Arendse stands firm on selection policy

2008-02-08 00:00

Something like calm descended yesterday on the storm that has raged between Cricket South Africa (CSA) president Norman Arendse and Proteas coach Mickey Arthur this week, but ominous clouds are gathering anew.

That tempest will no doubt break today at a specially called CSA general council meeting. The general council, the final authority in South African cricket, does not often concern itself with matters pertaining to professional cricket.

That is usually the preserve of CSA’s professional arm, which is headed by chief executive Gerald Majola.

But the mere fact that the general council has been mobilised is a strong indication that drama is imminent, and it would not surprise if Arthur’s future as coach or as a selector is in jeopardy.

This sorry state of affairs has been reached after several heady days during which Arendse and Arthur have fired increasingly inflammatory verbal volleys at each other over the composition of the South African squad to tour Bangladesh.

Arendse would seem to have taken issue with the fact that only four players of colour, instead of the target of seven that the selectors strive for, were in the squad that was first handed to him on Tuesday.

Arendse is also concerned that South Africa, in a cluttered season that will encompass tours to India and England, seem determined to play their strongest combination against the Bangladeshi minnows instead of blooding new talent and resting regulars.

Arthur and most of the other selectors are anxious to acclimatise the players to the similar conditions they will face in India, and they are mindful of not handing out undeserved Test caps.

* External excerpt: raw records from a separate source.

//! The [`Simulator`] run controller and its published observable state.

use std::sync::Arc;
use std::thread::{self, JoinHandle};
use std::time::Instant;

use log::{debug, trace};
use parking_lot::{Condvar, Mutex};

use pathviz_core::{Algorithm, Board, Position, SimulationStats};
use pathviz_search::SearchField;

use crate::lock::RunLock;
use crate::pather::Walkable;
use crate::replay::{Pacing, replay};
use crate::sink::StepSink;

// ---------------------------------------------------------------------------
// Published state
// ---------------------------------------------------------------------------

/// One immutable snapshot of everything a front-end renders.
#[derive(Clone, Debug, PartialEq)]
pub struct ViewState {
    pub board: Board,
    pub stats: SimulationStats,
    pub selected: Algorithm,
}

struct Inner {
    board: Board,
    stats: SimulationStats,
    selected: Algorithm,
    /// Drag dedup: the last cell a drag gesture touched.
    last_touched: Option<Position>,
    /// Bumped on every publication; watchers compare against it.
    version: u64,
}

impl Inner {
    fn view(&self) -> ViewState {
        ViewState {
            board: self.board.clone(),
            stats: self.stats,
            selected: self.selected,
        }
    }
}

struct Shared {
    inner: Mutex<Inner>,
    changed: Condvar,
    lock: RunLock,
}

impl Shared {
    fn bump(&self, inner: &mut Inner) {
        inner.version += 1;
        self.changed.notify_all();
    }
}

// ---------------------------------------------------------------------------
// Simulator
// ---------------------------------------------------------------------------

/// The run controller.
///
/// Owns the board and published state behind a single mutex; accepts the
/// command surface a front-end drives. At most one run executes at a time:
/// the [`RunLock`] is acquired before the run thread spawns and released
/// only after stats publication, and every other command is rejected
/// (silently, as a policy no-op) while it is held.
pub struct Simulator {
    shared: Arc<Shared>,
    pacing: Option<Pacing>,
}

impl Simulator {
    /// A simulator over the reference 20×12 board.
    pub fn new() -> Self {
        Self::with_board(Board::default())
    }

    /// A simulator over an explicit board.
    pub fn with_board(board: Board) -> Self {
        Self {
            shared: Arc::new(Shared {
                inner: Mutex::new(Inner {
                    board,
                    stats: SimulationStats::default(),
                    selected: Algorithm::Bfs,
                    last_touched: None,
                    version: 0,
                }),
                changed: Condvar::new(),
                lock: RunLock::new(),
            }),
            pacing: None,
        }
    }

    /// Override the per-algorithm pacing (used by headless runs and tests).
    pub fn with_pacing(mut self, pacing: Pacing) -> Self {
        self.pacing = Some(pacing);
        self
    }

    /// Whether a run is currently in progress.
    pub fn is_running(&self) -> bool {
        self.shared.lock.is_held()
    }

    /// The current published state.
    pub fn snapshot(&self) -> ViewState {
        self.shared.inner.lock().view()
    }

    /// Subscribe to state changes.
    pub fn subscribe(&self) -> StateWatcher {
        let inner = self.shared.inner.lock();
        StateWatcher {
            shared: Arc::clone(&self.shared),
            seen: inner.version,
        }
    }

    // -----------------------------------------------------------------------
    // Commands
    // -----------------------------------------------------------------------

    /// Select the algorithm for the next run. Always allowed; a run already
    /// in progress keeps the algorithm it started with.
    pub fn select_algorithm(&self, algo: Algorithm) {
        let mut inner = self.shared.inner.lock();
        if inner.selected != algo {
            inner.selected = algo;
            self.shared.bump(&mut inner);
        }
    }

    /// Toggle a wall at `(row, col)`. Rejected while a run is in progress;
    /// the board's own rules reject the endpoints and out-of-bounds cells.
    pub fn edit_cell(&self, row: i32, col: i32) {
        if self.shared.lock.is_held() {
            trace!("edit ({row}, {col}) rejected: run in progress");
            return;
        }
        let mut inner = self.shared.inner.lock();
        if inner.board.toggle_wall(Position::new(row, col)) {
            self.shared.bump(&mut inner);
        }
    }

    /// Toggle a wall as part of a drag gesture. Repeated calls on the same
    /// cell are suppressed until [`drag_end`](Self::drag_end), so a pointer
    /// lingering over one cell does not flip it back and forth.
    pub fn drag_edit(&self, row: i32, col: i32) {
        let pos = Position::new(row, col);
        let mut inner = self.shared.inner.lock();
        if inner.last_touched == Some(pos) {
            return;
        }
        if self.shared.lock.is_held() {
            trace!("drag ({row}, {col}) rejected: run in progress");
        } else if inner.board.toggle_wall(pos) {
            self.shared.bump(&mut inner);
        }
        inner.last_touched = Some(pos);
    }

    /// End the current drag gesture, re-arming the drag dedup state.
    pub fn drag_end(&self) {
        self.shared.inner.lock().last_touched = None;
    }

    /// Rebuild the board to its initial configuration and zero the stats.
    /// Rejected while a run is in progress.
    pub fn reset(&self) {
        if self.shared.lock.is_held() {
            trace!("reset rejected: run in progress");
            return;
        }
        let mut inner = self.shared.inner.lock();
        inner.board.reset();
        inner.stats = SimulationStats::default();
        inner.last_touched = None;
        self.shared.bump(&mut inner);
    }

    /// Start a run with the currently selected algorithm.
    ///
    /// Returns `None` when a run is already in progress. Otherwise clears
    /// the previous run's markings and stats, snapshots the board, and
    /// spawns the run thread: search, paced replay, stats publication,
    /// lock release — in that order, unconditionally through to the end.
    pub fn run(&self) -> Option<JoinHandle<()>> {
        if !self.shared.lock.try_acquire() {
            debug!("run rejected: run in progress");
            return None;
        }
        let started = Instant::now();

        let (snapshot, algo) = {
            let mut inner = self.shared.inner.lock();
            inner.board.clear_transient();
            inner.stats = SimulationStats::default();
            self.shared.bump(&mut inner);
            (inner.board.clone(), inner.selected)
        };
        let pacing = self.pacing.unwrap_or_else(|| Pacing::for_algorithm(algo));
        debug!("{algo} run started on {}x{} board", snapshot.rows(), snapshot.cols());

        let shared = Arc::clone(&self.shared);
        Some(thread::spawn(move || {
            let mut field = SearchField::new(snapshot.rows(), snapshot.cols());
            let reached = dispatch(&mut field, &snapshot, algo);

            let mut working = snapshot;
            let mut sink = SharedSink {
                shared: Arc::clone(&shared),
            };
            let (visited_count, path_length) = replay(&mut working, &field, pacing, &mut sink);

            let stats = SimulationStats {
                duration_ms: started.elapsed().as_millis() as u64,
                visited_count,
                path_length,
            };
            {
                let mut inner = shared.inner.lock();
                inner.stats = stats;
                shared.bump(&mut inner);
            }
            shared.lock.release();
            debug!(
                "{algo} run finished: reached={reached} visited={visited_count} \
                 path={path_length} duration={}ms",
                stats.duration_ms
            );
        }))
    }
}

impl Default for Simulator {
    fn default() -> Self {
        Self::new()
    }
}

/// Run the selected search over a board snapshot.
fn dispatch(field: &mut SearchField, board: &Board, algo: Algorithm) -> bool {
    let walk = Walkable::new(board);
    let (from, to) = (board.start(), board.end());
    match algo {
        Algorithm::Bfs => field.bfs(&walk, from, to),
        Algorithm::Dijkstra => field.dijkstra(&walk, from, to),
        Algorithm::Astar => field.astar(&walk, from, to),
    }
}

/// Sink that publishes snapshots into the shared state and sleeps between
/// steps.
struct SharedSink {
    shared: Arc<Shared>,
}

impl StepSink for SharedSink {
    fn publish(&mut self, board: &Board) {
        let mut inner = self.shared.inner.lock();
        inner.board = board.clone();
        self.shared.bump(&mut inner);
    }

    fn pause(&mut self, delay: std::time::Duration) {
        if !delay.is_zero() {
            thread::sleep(delay);
        }
    }
}

// ---------------------------------------------------------------------------
// StateWatcher
// ---------------------------------------------------------------------------

/// A reader handle onto the published state.
///
/// Any number of watchers may exist; each tracks the last version it saw,
/// so [`changed`](Self::changed) reports each publication at most once.
pub struct StateWatcher {
    shared: Arc<Shared>,
    seen: u64,
}

impl StateWatcher {
    /// The current state, unconditionally.
    pub fn get(&mut self) -> ViewState {
        let inner = self.shared.inner.lock();
        self.seen = inner.version;
        inner.view()
    }

    /// The current state if it changed since the last call, else `None`.
    pub fn changed(&mut self) -> Option<ViewState> {
        let inner = self.shared.inner.lock();
        if inner.version == self.seen {
            return None;
        }
        self.seen = inner.version;
        Some(inner.view())
    }

    /// Block until the state changes, then return it.
    pub fn wait_changed(&mut self) -> ViewState {
        let mut inner = self.shared.inner.lock();
        while inner.version == self.seen {
            self.shared.changed.wait(&mut inner);
        }
        self.seen = inner.version;
        inner.view()
    }
}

"It’s disappointing that this thing has come out into the open in the way it has," Arendse told Weekend Witness yesterday. "The only thing you can do is to go back into the meeting room and say, ‘Guys, we can’t operate like this’."

Arendse also gave short shrift to Arthur’s thoughts of having him hauled on to the carpet.

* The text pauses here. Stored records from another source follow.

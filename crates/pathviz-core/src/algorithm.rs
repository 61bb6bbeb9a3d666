//! The [`Algorithm`] selector.

use std::fmt;

/// The graph-search algorithm driving a run.
#[derive(Copy, Clone, Debug, Default, PartialEq, Eq, Hash)]
#[cfg_attr(feature = "serde", derive(serde::Serialize, serde::Deserialize))]
pub enum Algorithm {
    #[default]
    Bfs,
    Dijkstra,
    Astar,
}

impl Algorithm {
    /// All algorithms, in selector order.
    pub const ALL: [Algorithm; 3] = [Self::Bfs, Self::Dijkstra, Self::Astar];

    /// Human-readable title.
    pub const fn title(self) -> &'static str {
        match self {
            Self::Bfs => "Breadth-First Search",
            Self::Dijkstra => "Dijkstra's Algorithm",
            Self::Astar => "A* (A-Star) Search",
        }
    }

    /// Short display name.
    pub const fn name(self) -> &'static str {
        match self {
            Self::Bfs => "BFS",
            Self::Dijkstra => "Dijkstra",
            Self::Astar => "A*",
        }
    }
}

impl fmt::Display for Algorithm {
    fn fmt(&self, f: &mut fmt::Formatter<'_>) -> fmt::Result {
        f.write_str(self.name())
    }
}
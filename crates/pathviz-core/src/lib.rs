//! **pathviz-core** — Grid pathfinding visualizer (core types).
//!
//! This crate provides the foundational types shared across the *pathviz*
//! workspace: the [`Position`] coordinate type, the [`Board`] of
//! [`CellState`]s that the user paints walls onto, the [`Algorithm`]
//! selector, and the per-run [`SimulationStats`] record.

pub mod algorithm;
pub mod board;
pub mod cell;
pub mod position;
pub mod stats;

pub use algorithm::Algorithm;
pub use board::Board;
pub use cell::CellState;
pub use position::Position;
pub use stats::SimulationStats;
//! The [`StepSink`] publication/pacing seam.

use std::time::Duration;

use pathviz_core::Board;

/// Receiver for the animation protocol's step-wise output.
///
/// The replay loop stays synchronous and free of timing concerns: after
/// every board mutation it hands the sink a snapshot to publish, then asks
/// it to suspend for the configured delay. A front-end sink sleeps and
/// forwards snapshots to its observers; a test sink records and returns
/// immediately.
pub trait StepSink {
    /// Publish a new board snapshot.
    fn publish(&mut self, board: &Board);

    /// Suspend the run between steps. `delay` may be zero.
    fn pause(&mut self, delay: Duration);
}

"I’m not saying I’m above the law, but the CSA president can’t be charged in terms of CSA’s disciplinary procedures," he said. "They apply to CSA employees. I am an elected official, not an employee."

The people who should matter most in cricket, the players, have observed this week’s events anxiously, rather like leprechauns watching a pair of warring giants indulge in a game of nuclear tennis.

Is there any truth in the whispers of a strike that have done the rounds?

"A player strike has not been discussed, it’s premature to do so and it’s not a threat we would use lightly," said Tony Irish, the chief executive of the SA Cricketers’ Association.